• **Exercise aim**
From the entries that follow, copy exactly the lines beginning at the line holding "pub async fn join(&mut" and continuing through the line holding "assert_eq!(got, want);".

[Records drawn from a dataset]
::::
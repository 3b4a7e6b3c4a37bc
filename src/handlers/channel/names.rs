//! NAMES command handler.

use async_trait::async_trait;
use minirc_proto::{Command, Message};

use super::super::helpers::{err_notonchannel, names_replies};
use super::super::{Context, Handler};
use crate::error::HandlerResult;

/// Handler for the NAMES command.
pub struct NamesHandler;

#[async_trait]
impl Handler for NamesHandler {
    async fn handle(&self, ctx: &mut Context<'_>, msg: &Message) -> HandlerResult {
        let Command::NAMES(name) = &msg.command else {
            return Ok(());
        };
        let nick = ctx.nick_or_star();

        let Some(room) = ctx.registry.get_room(name) else {
            return ctx
                .send(err_notonchannel(ctx.server_name(), &nick, name))
                .await;
        };

        let member_ids = room.read().member_ids();
        let names = ctx.registry.nicknames(&member_ids);
        let (namreply, endofnames) = names_replies(ctx.server_name(), &nick, name, &names);
        ctx.send(namreply).await?;
        ctx.send(endofnames).await
    }
}
//! Integration test infrastructure: spawns minircd instances and drives
//! them with raw line clients.

#![allow(dead_code)]

use std::path::PathBuf;
use std::process::{Child, Command, Stdio};
use std::time::Duration;

use tokio::io::{AsyncBufReadExt, AsyncWriteExt, BufReader};
use tokio::net::TcpStream;
use tokio::net::tcp::{OwnedReadHalf, OwnedWriteHalf};
use tokio::time::{sleep, timeout};

/// The host string the test servers are configured with; every numeric
/// reply is prefixed with it.
pub const HOST: &str = "127.0.0.1";

/// Options for spawning a test server.
pub struct ServerOptions {
    pub bot_secret: Option<&'static str>,
    pub idle_limit_seconds: u64,
    pub check_interval_seconds: u64,
}

impl Default for ServerOptions {
    fn default() -> Self {
        Self {
            bot_secret: Some("testsecret"),
            idle_limit_seconds: 60,
            check_interval_seconds: 10,
        }
    }
}

/// A minircd instance running as a child process.
pub struct TestServer {
    child: Child,
    port: u16,
    _dir: tempfile::TempDir,
}

impl TestServer {
    /// Spawn a server on the given port with default options.
    pub async fn spawn(port: u16) -> anyhow::Result<Self> {
        Self::spawn_with(port, ServerOptions::default()).await
    }

    /// Spawn a server on the given port.
    pub async fn spawn_with(port: u16, options: ServerOptions) -> anyhow::Result<Self> {
        let dir = tempfile::tempdir()?;
        let config_path = dir.path().join("config.toml");

        let mut config = format!(
            "[server]\nhost = \"{}\"\nport = {}\n\n[limits]\nidle_limit_seconds = {}\ncheck_interval_seconds = {}\n",
            HOST, port, options.idle_limit_seconds, options.check_interval_seconds
        );
        if let Some(secret) = options.bot_secret {
            config.push_str(&format!("\n[bot]\nsecret = \"{}\"\n", secret));
        }
        std::fs::write(&config_path, config)?;

        let binary = PathBuf::from(env!("CARGO_MANIFEST_DIR")).join("target/debug/minircd");
        let child = Command::new(&binary)
            .arg("-c")
            .arg(&config_path)
            .env("RUST_LOG", "warn")
            .stdout(Stdio::null())
            .stderr(Stdio::null())
            .spawn()?;

        let server = Self {
            child,
            port,
            _dir: dir,
        };
        server.wait_until_ready().await?;
        Ok(server)
    }

    pub fn address(&self) -> String {
        format!("{}:{}", HOST, self.port)
    }

    async fn wait_until_ready(&self) -> anyhow::Result<()> {
        for _ in 0..100 {
            if TcpStream::connect(self.address()).await.is_ok() {
                return Ok(());
            }
            sleep(Duration::from_millis(50)).await;
        }
        anyhow::bail!("server did not start listening on {}", self.address())
    }
}

impl Drop for TestServer {
    fn drop(&mut self) {
        let _ = self.child.kill();
        let _ = self.child.wait();
    }
}

/// A raw line-oriented client.
pub struct TestClient {
    reader: BufReader<OwnedReadHalf>,
    writer: OwnedWriteHalf,
}

impl TestClient {
    pub async fn connect(address: &str) -> anyhow::Result<Self> {
        let stream = TcpStream::connect(address).await?;
        let (read_half, write_half) = stream.into_split();
        Ok(Self {
            reader: BufReader::new(read_half),
            writer: write_half,
        })
    }

    /// Send one CRLF-terminated line.
    pub async fn send_line(&mut self, line: &str) -> anyhow::Result<()> {
        self.writer.write_all(line.as_bytes()).await?;
        self.writer.write_all(b"\r\n").await?;
        self.writer.flush().await?;
        Ok(())
    }

    /// Receive one line, terminator included.
    pub async fn recv_line(&mut self) -> anyhow::Result<String> {
        self.recv_line_timeout(Duration::from_secs(5)).await
    }

    pub async fn recv_line_timeout(&mut self, dur: Duration) -> anyhow::Result<String> {
        let mut line = String::new();
        let n = timeout(dur, self.reader.read_line(&mut line)).await??;
        if n == 0 {
            anyhow::bail!("connection closed");
        }
        Ok(line)
    }

    /// Assert the next line matches `expected` (CRLF appended).
    pub async fn expect(&mut self, expected: &str) -> anyhow::Result<()> {
        let line = self.recv_line().await?;
        assert_eq!(line, format!("{}\r\n", expected));
        Ok(())
    }

    /// Register with NICK + USER and consume the exact welcome triplet.
    pub async fn register(&mut self, nick: &str) -> anyhow::Result<()> {
        self.send_line(&format!("NICK {}", nick)).await?;
        self.send_line(&format!("USER {} 0 * :{}", nick, nick)).await?;
        self.expect(&format!(":{} 001 {} :Welcome to the IRC server!", HOST, nick))
            .await?;
        self.expect(&format!(":{} 002 {} :Your host is {}", HOST, nick, HOST))
            .await?;
        self.expect(&format!(":{} 004 {} {}", HOST, nick, HOST)).await?;
        Ok(())
    }

    /// Join a room and consume the JOIN echo plus the 353/366 pair, checking
    /// the name list as a set (member order is not stable).
    pub async fn join(&mut self, nick: &str, room: &str, expected_names: &[&str]) -> anyhow::Result<()> {
        self.send_line(&format!("JOIN {}", room)).await?;
        self.expect(&format!(":{} JOIN {}", nick, room)).await?;

        let names_line = self.recv_line().await?;
        let prefix = format!(":{} 353 {} = {} :", HOST, nick, room);
        assert!(
            names_line.starts_with(&prefix),
            "unexpected 353: {:?}",
            names_line
        );
        let mut got: Vec<&str> = names_line[prefix.len()..].trim_end().split(' ').collect();
        let mut want = expected_names.to_vec();
        got.sort_unstable();
        want.sort_unstable();
        assert_eq!(got, want);

        self.expect(&format!(":{} 366 {} {} :End of /NAMES list.", HOST, nick, room))
            .await?;
        Ok(())
    }
}
//! TOPIC command handler.

use std::sync::Arc;

use async_trait::async_trait;
use minirc_proto::{Command, Message, Response};
use tracing::info;

use super::super::helpers::err_notonchannel;
use super::super::{Context, Handler};
use crate::error::HandlerResult;

/// Handler for the TOPIC command: set-and-broadcast with an argument, 332/331
/// query without.
pub struct TopicHandler;

#[async_trait]
impl Handler for TopicHandler {
    async fn handle(&self, ctx: &mut Context<'_>, msg: &Message) -> HandlerResult {
        let Command::TOPIC(name, topic) = &msg.command else {
            return Ok(());
        };
        let nick = ctx.nick_or_star();

        let Some(room) = ctx.registry.get_room(name) else {
            return ctx
                .send(err_notonchannel(ctx.server_name(), &nick, name))
                .await;
        };

        if !room.read().is_member(ctx.id) {
            return ctx
                .send(err_notonchannel(ctx.server_name(), &nick, name))
                .await;
        }

        match topic {
            Some(text) => {
                let member_ids = {
                    let mut guard = room.write();
                    guard.topic = Some(text.clone());
                    guard.member_ids()
                };
                let line = Arc::new(Message::from_nick(
                    &nick,
                    Command::TOPIC(name.clone(), Some(text.clone())),
                ));
                ctx.registry.broadcast(&member_ids, line, None).await;
                info!(nick = %nick, room = %name, "topic changed");
                Ok(())
            }
            None => {
                let current = { room.read().topic.clone() };
                match current {
                    Some(text) => {
                        ctx.send_reply(Response::RPL_TOPIC, vec![nick, name.clone()], Some(text))
                            .await
                    }
                    None => {
                        ctx.send_reply(
                            Response::RPL_NOTOPIC,
                            vec![nick, name.clone()],
                            Some("No topic is set".to_string()),
                        )
                        .await
                    }
                }
            }
        }
    }
}
//! Connection and registration command handlers.

mod botauth;
mod nick;
mod quit;
mod user;

pub use botauth::BotAuthHandler;
pub use nick::NickHandler;
pub use quit::QuitHandler;
pub use user::UserHandler;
::::
• **Result of the task**
    pub async fn join(&mut self, nick: &str, room: &str, expected_names: &[&str]) -> anyhow::Result<()> {
        self.send_line(&format!("JOIN {}", room)).await?;
        self.expect(&format!(":{} JOIN {}", nick, room)).await?;

        let names_line = self.recv_line().await?;
        let prefix = format!(":{} 353 {} = {} :", HOST, nick, room);
        assert!(
            names_line.starts_with(&prefix),
            "unexpected 353: {:?}",
            names_line
        );
        let mut got: Vec<&str> = names_line[prefix.len()..].trim_end().split(' ').collect();
        let mut want = expected_names.to_vec();
        got.sort_unstable();
        want.sort_unstable();
        assert_eq!(got, want);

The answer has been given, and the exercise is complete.